We go through our days experiencing a myriad of emotions and experiences – what then, do we do with these feelings and happenings?
I’m the person who would tire myself out then go to bed. That way, I can avoid meeting my uncomfortable feelings and experiences face-to-face.
Failing to properly process our feelings and the happenings around us is akin to leaving our homes uncleaned for days, weeks, months or even years. The dust and clutter that build up become the very hindrance to our abilities to perceive our environments clearly.
Processing events and emotions is a difficult thing to do. It forces you to face the truths that you have been trying to run away from and it demands that you sit with all the emotions that you have been carrying knowingly or unknowingly.
This morning, I sat with myself and asked “how are you?” – a question that gets thrown around all day, everywhere. What if we tuned in to our body’s sensations, then dug into our hearts and souls to answer this question truthfully?
Our breathing consists of four parts – inhale, pause, exhale, pause. There is a space between the inhale and exhale and being fully aware of that space is a convenient way of experiencing the spaces in between our thoughts.
The average person thinks about 50,000 to 70,000 thoughts per day – that’s up to 48.6 thoughts per minute!
The fewer thoughts we have, the more space there is between those thoughts and the more we can experience each moment “as is”, without distractions. The best way to slowly but surely experience those spaces, is to simply sit and watch the spaces between the breathing.
No judgement, no expectations, no need to even try to lengthen the breath or even sit up tall, only to simply take a moment to watch that space.
The best time to meditate is when you are rested, not when you are exhausted.
When you are tired, Yoga Nidra (Yogic Sleep) will be ideal – 30 minutes of Yoga Nidra is equivalent to 4 hours of sleep!
You will get the most benefits from meditation when you are fully focused and awake. If you sit down in quiet contemplation with a specific sankalpa (resolve/intention) you can clear your mind and settle your emotions, thus allowing you to see your thoughts and situation in a much clearer manner, without the disturbance of overwhelming emotions and distractions from the mind.
I’ve curated various meditation exercises under my Be Here Now Mindfulness Series. Pick one and stick with it for 30 days – you’ll find yourself being more present with the people you love, and you might just stop forgetting where you left your phone and keys!

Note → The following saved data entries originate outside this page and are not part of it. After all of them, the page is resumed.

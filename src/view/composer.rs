//! View Composer Module
//! Pure transform from (table, filter selection) to everything the
//! dashboard surfaces render. No state is retained between calls.

use crate::data::{InventoryRow, InventoryTable};
use std::collections::{HashMap, HashSet};

/// How many items the stock-level bar chart shows.
pub const TOP_N: usize = 10;

/// Status substrings that flag a row for restocking, matched
/// case-insensitively against the status text.
pub const RESTOCK_TRIGGERS: [&str; 4] = ["buy", "low", "ซื้อ", "หมด"];

/// The four summary numbers shown above the tab views.
#[derive(Debug, Clone, PartialEq)]
pub struct Kpis {
    pub total_quantity: f64,
    pub low_stock_count: usize,
    /// Absent (not zero) when the source has no price column.
    pub total_value: Option<f64>,
    pub distinct_categories: usize,
}

/// Everything one render needs, derived from a table and a filter.
#[derive(Debug, Clone)]
pub struct DashboardView {
    pub filtered: Vec<InventoryRow>,
    pub kpis: Kpis,
    /// Filtered rows sorted by quantity descending, at most TOP_N entries.
    pub top_by_quantity: Vec<InventoryRow>,
    /// (category, row count) over the filtered rows, largest count first.
    pub category_distribution: Vec<(String, usize)>,
    /// Rows needing replenishment, always over the unfiltered table.
    pub restock: Vec<InventoryRow>,
    /// Row count of the unfiltered table.
    pub source_rows: usize,
    /// Largest quantity in the unfiltered table, for the stock indicator.
    pub max_quantity: f64,
    pub has_price: bool,
    pub has_status: bool,
}

/// Derive the dashboard view for one render.
pub fn compose(
    table: &InventoryTable,
    selection: &HashSet<String>,
    low_stock_threshold: f64,
) -> DashboardView {
    let filtered: Vec<InventoryRow> = if table.has_category {
        table
            .rows
            .iter()
            .filter(|r| selection.contains(&r.category))
            .cloned()
            .collect()
    } else {
        table.rows.clone()
    };

    let total_quantity = filtered.iter().map(|r| r.quantity).sum();
    let low_stock_count = filtered
        .iter()
        .filter(|r| r.quantity < low_stock_threshold)
        .count();
    let total_value = table
        .has_price
        .then(|| filtered.iter().map(|r| r.quantity * r.unit_price).sum());
    let distinct_categories = if table.has_category {
        filtered
            .iter()
            .map(|r| r.category.as_str())
            .collect::<HashSet<_>>()
            .len()
    } else {
        0
    };

    // Vec::sort_by is stable, so ties keep their source order.
    let mut top_by_quantity = filtered.clone();
    top_by_quantity.sort_by(|a, b| b.quantity.total_cmp(&a.quantity));
    top_by_quantity.truncate(TOP_N);

    let category_distribution = if table.has_category {
        let mut counts: HashMap<&str, usize> = HashMap::new();
        for row in &filtered {
            *counts.entry(row.category.as_str()).or_default() += 1;
        }
        let mut distribution: Vec<(String, usize)> = counts
            .into_iter()
            .map(|(cat, n)| (cat.to_string(), n))
            .collect();
        distribution.sort_by(|a, b| b.1.cmp(&a.1).then_with(|| a.0.cmp(&b.0)));
        distribution
    } else {
        Vec::new()
    };

    // Restocking ignores the category filter on purpose: a flagged row
    // stays visible whatever the user is looking at.
    let restock: Vec<InventoryRow> = if table.has_status {
        table
            .rows
            .iter()
            .filter(|r| needs_restock(&r.status))
            .cloned()
            .collect()
    } else {
        table
            .rows
            .iter()
            .filter(|r| r.quantity < low_stock_threshold)
            .cloned()
            .collect()
    };

    DashboardView {
        filtered,
        kpis: Kpis {
            total_quantity,
            low_stock_count,
            total_value,
            distinct_categories,
        },
        top_by_quantity,
        category_distribution,
        restock,
        source_rows: table.len(),
        max_quantity: table.max_quantity(),
        has_price: table.has_price,
        has_status: table.has_status,
    }
}

fn needs_restock(status: &str) -> bool {
    let status = status.to_lowercase();
    RESTOCK_TRIGGERS.iter().any(|t| status.contains(t))
}

#[cfg(test)]
mod tests {
    use super::*;

    fn row(name: &str, category: &str, quantity: f64) -> InventoryRow {
        InventoryRow {
            name: name.to_string(),
            category: category.to_string(),
            quantity,
            unit_price: 0.0,
            status: String::new(),
        }
    }

    fn table(rows: Vec<InventoryRow>) -> InventoryTable {
        InventoryTable {
            rows,
            has_category: true,
            has_price: false,
            has_status: false,
        }
    }

    fn select(cats: &[&str]) -> HashSet<String> {
        cats.iter().map(|c| c.to_string()).collect()
    }

    // B's quantity failed coercion upstream and arrives as 0.
    fn scenario() -> InventoryTable {
        table(vec![row("A", "X", 10.0), row("B", "Y", 0.0), row("C", "X", 3.0)])
    }

    #[test]
    fn test_kpis_over_filtered_rows() {
        let view = compose(&scenario(), &select(&["X"]), 5.0);

        assert_eq!(view.filtered.len(), 2);
        assert_eq!(view.kpis.total_quantity, 13.0);
        assert_eq!(view.kpis.low_stock_count, 1);
        assert_eq!(view.kpis.distinct_categories, 1);
        assert_eq!(view.kpis.total_value, None);
    }

    #[test]
    fn test_full_selection_is_identity() {
        let t = scenario();
        let view = compose(&t, &select(&["X", "Y"]), 5.0);
        assert_eq!(view.filtered, t.rows);
    }

    #[test]
    fn test_no_category_column_ignores_filter() {
        let mut t = scenario();
        t.has_category = false;
        let view = compose(&t, &select(&[]), 5.0);

        assert_eq!(view.filtered.len(), 3);
        assert_eq!(view.kpis.distinct_categories, 0);
        assert!(view.category_distribution.is_empty());
    }

    #[test]
    fn test_low_stock_is_strictly_below_threshold() {
        let t = table(vec![row("A", "X", 5.0), row("B", "X", 4.9)]);
        let view = compose(&t, &select(&["X"]), 5.0);
        assert_eq!(view.kpis.low_stock_count, 1);
    }

    #[test]
    fn test_total_value_present_with_price_column() {
        let mut t = table(vec![row("A", "X", 2.0), row("B", "X", 3.0)]);
        t.has_price = true;
        t.rows[0].unit_price = 10.0;
        t.rows[1].unit_price = 4.0;

        let view = compose(&t, &select(&["X"]), 5.0);
        assert_eq!(view.kpis.total_value, Some(32.0));
    }

    #[test]
    fn test_top_n_sorted_and_truncated() {
        let rows: Vec<InventoryRow> = (0..12).map(|i| row(&format!("item{i}"), "X", i as f64)).collect();
        let view = compose(&table(rows), &select(&["X"]), 5.0);

        assert_eq!(view.top_by_quantity.len(), TOP_N);
        assert_eq!(view.top_by_quantity[0].quantity, 11.0);
        assert!(view
            .top_by_quantity
            .windows(2)
            .all(|w| w[0].quantity >= w[1].quantity));
    }

    #[test]
    fn test_top_n_ties_keep_source_order() {
        let t = table(vec![row("first", "X", 7.0), row("second", "X", 7.0)]);
        let view = compose(&t, &select(&["X"]), 5.0);
        assert_eq!(view.top_by_quantity[0].name, "first");
        assert_eq!(view.top_by_quantity[1].name, "second");
    }

    #[test]
    fn test_distribution_counts() {
        let t = table(vec![
            row("A", "X", 1.0),
            row("B", "Y", 1.0),
            row("C", "X", 1.0),
        ]);
        let view = compose(&t, &select(&["X", "Y"]), 5.0);
        assert_eq!(
            view.category_distribution,
            vec![("X".to_string(), 2), ("Y".to_string(), 1)]
        );
    }

    #[test]
    fn test_restock_ignores_category_filter() {
        let mut t = scenario();
        t.has_status = true;
        t.rows[1].status = "ต้องซื้อ".to_string();

        let narrow = compose(&t, &select(&["X"]), 5.0);
        let wide = compose(&t, &select(&["X", "Y"]), 5.0);
        assert_eq!(narrow.restock, wide.restock);
        assert_eq!(narrow.restock.len(), 1);
        assert_eq!(narrow.restock[0].name, "B");
    }

    #[test]
    fn test_restock_status_match_is_case_insensitive() {
        let mut t = table(vec![row("A", "X", 100.0), row("B", "X", 100.0)]);
        t.has_status = true;
        t.rows[0].status = "Need to BUY more".to_string();
        t.rows[1].status = "ok".to_string();

        let view = compose(&t, &select(&["X"]), 5.0);
        assert_eq!(view.restock.len(), 1);
        assert_eq!(view.restock[0].name, "A");
    }

    #[test]
    fn test_restock_falls_back_to_quantity_without_status() {
        let view = compose(&scenario(), &select(&["X", "Y"]), 5.0);
        // B (0) and C (3) are below the threshold; A (10) is not.
        let names: Vec<&str> = view.restock.iter().map(|r| r.name.as_str()).collect();
        assert_eq!(names, vec!["B", "C"]);
    }
}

We spend a third of our lives in our bedrooms, so shouldn’t our bedrooms be given high priority when it comes to design and feel?
I spent a few weeks experimenting on how my environment affects my inner world – my mental and emotional state. It was not a controlled test but there was one major turning point that convinced me that our immediate environment directly affects the inner world that we live in.
For a week, I kept my room clean by sweeping, mopping, wiping but I allowed clutter to pile up. I left endless things on the table, clothes on the shelf, bags outside the cabinet, and books at random places. At the end of the week, I had a strong urge to clear everything. After spending something close to two hours de-cluttering, I felt immensely light emotionally and mentally.
The moment I cleared my surroundings of clutter, my mental state immediately went from disorganized and frenzied to light and in control.
On top of using simple exercises like this 3-step meditation to clear your mind, here are five easy ways to turn your bedroom into your Zen haven.
1. Use earth colours
Shades of brown, light green, white, and blue.
2. Declutter, declutter, DECLUTTER
Throw away things you don’t need. Give things away. Have as little things in your room/house as possible
3. Have minimal items on surfaces
Clear your tables of files, books, electronics etc. and keep them away in organized drawers.
4. Use soft lighting, play with dimmers
You know how yoga teachers dim the lights as we cool down towards the final resting pose, Savasana? That’s the calm and relaxed ambience that we want to have in our bedrooms.
5. Keep things simple and neutral
Avoid loud, colourful displays and decorations. You might also want to avoid having pictures that could evoke emotions in your room.
Zenifying (this word doesn’t actually exist, I just made it up) your bedroom is a nice start to a more zen life. You could even add in some short and simple meditation techniques to start/end your day in your bedroom to enhance your mental and emotional wellbeing.
If you have other titbits on how to zenify your bedroom and life, please feel free to share 🙂
I’ll leave you with this beautiful, beautiful song: Lokah Samastah Sukhino Bhavantu, by Will Blunderfield
“May all beings everywhere be happy and free, and may the thoughts, words, and actions of my own life contribute in some way to that happiness and to that freedom for all.”